Monday, March 14, 2011

Kingfisher asks suppliers to wait till GDR for dues

Kingfisher Airlines Ltd has asked suppliers and others to whom it owes money, to be patient because the carrier has been unable to raise money even as its stock price has fallen since December.

Kingfisher has told airport operators and oil companies, among others, that the airline will pay them off after it sells global depository receipts (GDRs) to raise $300 million.

The company’s chairman Vijay Mallya, in a letter to at least one of the suppliers, written late last month and reviewed by Mint, however, did not specify a time frame for the GDR issue.

Kingfisher had originally planned to launch the GDR after December. But with its shares falling 43% to Rs.41 each on Wednesday from nearly Rs.72 three months ago, it is yet to do so. The Bombay Stock Exchange’s benchmark index, the Sensex, has slipped 7.49% in the same period.

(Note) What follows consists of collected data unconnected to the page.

//! nostr-sdk backed relay sessions.

use crate::source::{ProfileFilter, SourceConnector, SourceSession};
use anyhow::{Context, Result};
use async_trait::async_trait;
use nostr_sdk::prelude::*;
use std::time::Duration;
use tipjar_profile::RawEvent;
use tracing::debug;

/// Opens one read-only nostr-sdk client per relay.
#[derive(Debug, Clone)]
pub struct RelayConnector {
    connect_timeout: Duration,
    query_timeout: Duration,
}

impl RelayConnector {
    pub fn new(connect_timeout: Duration, query_timeout: Duration) -> Self {
        Self {
            connect_timeout,
            query_timeout,
        }
    }
}

impl Default for RelayConnector {
    fn default() -> Self {
        Self::new(Duration::from_secs(5), Duration::from_secs(5))
    }
}

#[async_trait]
impl SourceConnector for RelayConnector {
    async fn connect(&self, address: &str) -> Result<Box<dyn SourceSession>> {
        // No signer: lookups only read.
        let client = Client::default();

        client
            .add_relay(address)
            .await
            .with_context(|| format!("Failed to add relay: {}", address))?;
        client
            .try_connect_relay(address, self.connect_timeout)
            .await
            .with_context(|| format!("Failed to connect to relay: {}", address))?;
        debug!(relay = %address, "connected");

        Ok(Box::new(RelaySession {
            client,
            address: address.to_string(),
            query_timeout: self.query_timeout,
        }))
    }
}

/// A client bound to a single relay.
pub struct RelaySession {
    client: Client,
    address: String,
    query_timeout: Duration,
}

/// Translate the lookup filter into a nostr-sdk filter.
fn to_nostr_filter(filter: &ProfileFilter) -> Result<Filter> {
    let mut out = Filter::new().kinds(filter.kinds.iter().map(|k| Kind::from(*k)));

    if !filter.authors.is_empty() {
        let authors = filter
            .authors
            .iter()
            .map(|hex| PublicKey::from_hex(hex).with_context(|| format!("Invalid author key: {hex}")))
            .collect::<Result<Vec<_>>>()?;
        out = out.authors(authors);
    }
    if let Some(limit) = filter.limit {
        out = out.limit(limit);
    }
    if let Some(search) = &filter.search {
        out = out.search(search.as_str());
    }
    Ok(out)
}

fn to_raw_event(event: &Event) -> RawEvent {
    RawEvent {
        id: event.id.to_hex(),
        author_key: event.pubkey.to_hex(),
        kind: event.kind.as_u16(),
        created_at: event.created_at.as_secs(),
        content: event.content.clone(),
    }
}

#[async_trait]
impl SourceSession for RelaySession {
    fn address(&self) -> &str {
        &self.address
    }

    async fn query(&self, filter: &ProfileFilter) -> Result<Vec<RawEvent>> {
        let nostr_filter = to_nostr_filter(filter)?;
        let events = self
            .client
            .fetch_events(nostr_filter, self.query_timeout)
            .await
            .with_context(|| format!("Failed to fetch events from {}", self.address))?;

        let raw: Vec<RawEvent> = events.into_iter().map(|e| to_raw_event(&e)).collect();
        debug!(relay = %self.address, events = raw.len(), "query complete");
        Ok(raw)
    }

    async fn close(&self) {
        self.client.disconnect().await;
    }
}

Mallya wrote in his letter that the GDR cannot be issued at the current price value.

An email sent to a Kingfisher spokesman on Tuesday didn’t elicit a response.

The airline, India’s second largest by passengers carried, is yet to make profits since it was established in 2005.

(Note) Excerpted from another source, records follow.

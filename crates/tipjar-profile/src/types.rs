//! Core types for profile resolution.

use serde::{Deserialize, Serialize};

/// A kind 0 profile parsed from relay metadata, plus its match score.
///
/// Every metadata field is optional: relays hand back whatever the author
/// published, and a missing field stays `None` rather than being defaulted.
#[derive(Debug, Clone, Default, Serialize, Deserialize, PartialEq, Eq)]
pub struct CandidateProfile {
    /// Author pubkey (hex).
    pub author_key: String,
    #[serde(default, skip_serializing_if = "Option::is_none")]
    pub name: Option<String>,
    #[serde(default, skip_serializing_if = "Option::is_none")]
    pub display_name: Option<String>,
    /// NIP-05 verified handle (`local@domain`).
    #[serde(default, skip_serializing_if = "Option::is_none")]
    pub nip05: Option<String>,
    #[serde(default, skip_serializing_if = "Option::is_none")]
    pub about: Option<String>,
    #[serde(default, skip_serializing_if = "Option::is_none")]
    pub picture: Option<String>,
    #[serde(default, skip_serializing_if = "Option::is_none")]
    pub banner: Option<String>,
    #[serde(default, skip_serializing_if = "Option::is_none")]
    pub website: Option<String>,
    /// Lightning address (`user@domain`).
    #[serde(default, skip_serializing_if = "Option::is_none")]
    pub lud16: Option<String>,
    /// LNURL-pay string.
    #[serde(default, skip_serializing_if = "Option::is_none")]
    pub lud06: Option<String>,
    /// Relevance against the query that produced this candidate. Zero until scored.
    #[serde(default)]
    pub score: u32,
}

impl CandidateProfile {
    /// Name to show in listings: `name`, then `display_name`, then "Anonymous".
    pub fn label(&self) -> &str {
        non_empty(&self.name)
            .or_else(|| non_empty(&self.display_name))
            .unwrap_or("Anonymous")
    }

    /// Whether the profile carries a non-empty NIP-05 handle.
    pub fn is_verified(&self) -> bool {
        non_empty(&self.nip05).is_some()
    }
}

/// Borrow an optional field only when it holds something other than "".
pub(crate) fn non_empty(field: &Option<String>) -> Option<&str> {
    field.as_deref().filter(|s| !s.is_empty())
}

/// Tip destinations found in a profile, in discovery order.
#[derive(Debug, Clone, Default, Serialize, Deserialize, PartialEq, Eq)]
pub struct PaymentOptions {
    pub lightning: Vec<String>,
    /// Nano addresses scraped from the about text.
    pub altcoin: Vec<String>,
}

impl PaymentOptions {
    pub fn is_empty(&self) -> bool {
        self.lightning.is_empty() && self.altcoin.is_empty()
    }
}

/// A short, display-ready summary of one of the author's kind 1 notes.
#[derive(Debug, Clone, Serialize, Deserialize, PartialEq, Eq)]
pub struct RecentNote {
    pub content: String,
    /// Unix timestamp of the note.
    pub created_at: u64,
    /// Note event id (hex).
    pub id: String,
}

/// The single profile a lookup settles on.
#[derive(Debug, Clone, Serialize, Deserialize, PartialEq, Eq)]
pub struct ResolvedProfile {
    #[serde(flatten)]
    pub profile: CandidateProfile,
    pub payment_options: PaymentOptions,
    /// Only populated on the direct-key path.
    #[serde(default)]
    pub recent_notes: Vec<RecentNote>,
}

/// One entry of a type-ahead suggestion list.
#[derive(Debug, Clone, Serialize, Deserialize, PartialEq, Eq)]
pub struct Suggestion {
    #[serde(flatten)]
    pub profile: CandidateProfile,
    pub payment_options: PaymentOptions,
}
//! tipjar: find a Nostr profile and the tip addresses it advertises.

pub mod config;
pub mod lookup_cli;
pub mod render;
pub mod saved;

pub use config::Config;
pub use saved::{SavedProfile, SavedStore};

Reserve Bank of India, India’s banking regulator, allowed it to undergo a debt recast last year, which will cut its debt to Rs.6,007.30 crore from Rs.7,651.12 crore, the airline said on its website.

A US-based analyst said raising equity is difficult for airlines when fuel prices are high, which puts pressure on profitability and causes a fall in their valuations.

“That being said, the tanking of Kingfisher’s stock price may have a greater impact on the company than the general economic conditions,” said Ernest S. Arvai, president, The Arvai Group Inc., an aviation consulting firm. “The market indication is that it has apparently lost confidence in the airline—sending a signal that it will be difficult for a new float to generate the capital management seeks without excessive dilution or a very low price. Reward and return are linked to relative risk, and right now, Kingfisher appears to be a highly risky bet.”

Kingfisher has appointed investment banks CLSA Singapore Pte Ltd, Citigroup Global Markets Ltd and Morgan Stanley and Co. International plc to manage the GDR issue, and legal firm Linklaters Llp for preparing the prospectus, Mint reported on 22 February.

The GDRs are expected to be sold to institutional investors in the US, the UK and elsewhere, according to an internal note circulated by Kingfisher in December and reviewed by Mint.

“Application will be made to list the GDRs on the official list of the Luxembourg Stock Exchange and to have the GDRs admitted to trading on the Euro MTF Market of the Luxembourg Stock Exchange,” the note said.

Aviation turbine fuel prices have risen 21% since December, from Rs.4,5240/kl to Rs.5,4933.36 now.

Arvai pointed out that airlines such as AirAsia Bhd’s Thai unit Thai Air Asia, which are looking to raise cash, may also find it difficult to raise funds as fuel prices rise on West Asia crisis.

“Can the more robust airlines succeed with offerings? Even these carriers may be impacted in fund-raising, but given their better operating economics, the impacts will be smaller, and might or might not force cancellation of an offering,” he said.

On Wednesday, aviation minister Vayalar Ravi told Parliament that airlines operating in the country owe Rs.1,122 crore to Airports Authority of India. Kingfisher alone owes Rs.257.62 crore to the AAI, the highest for a private airline.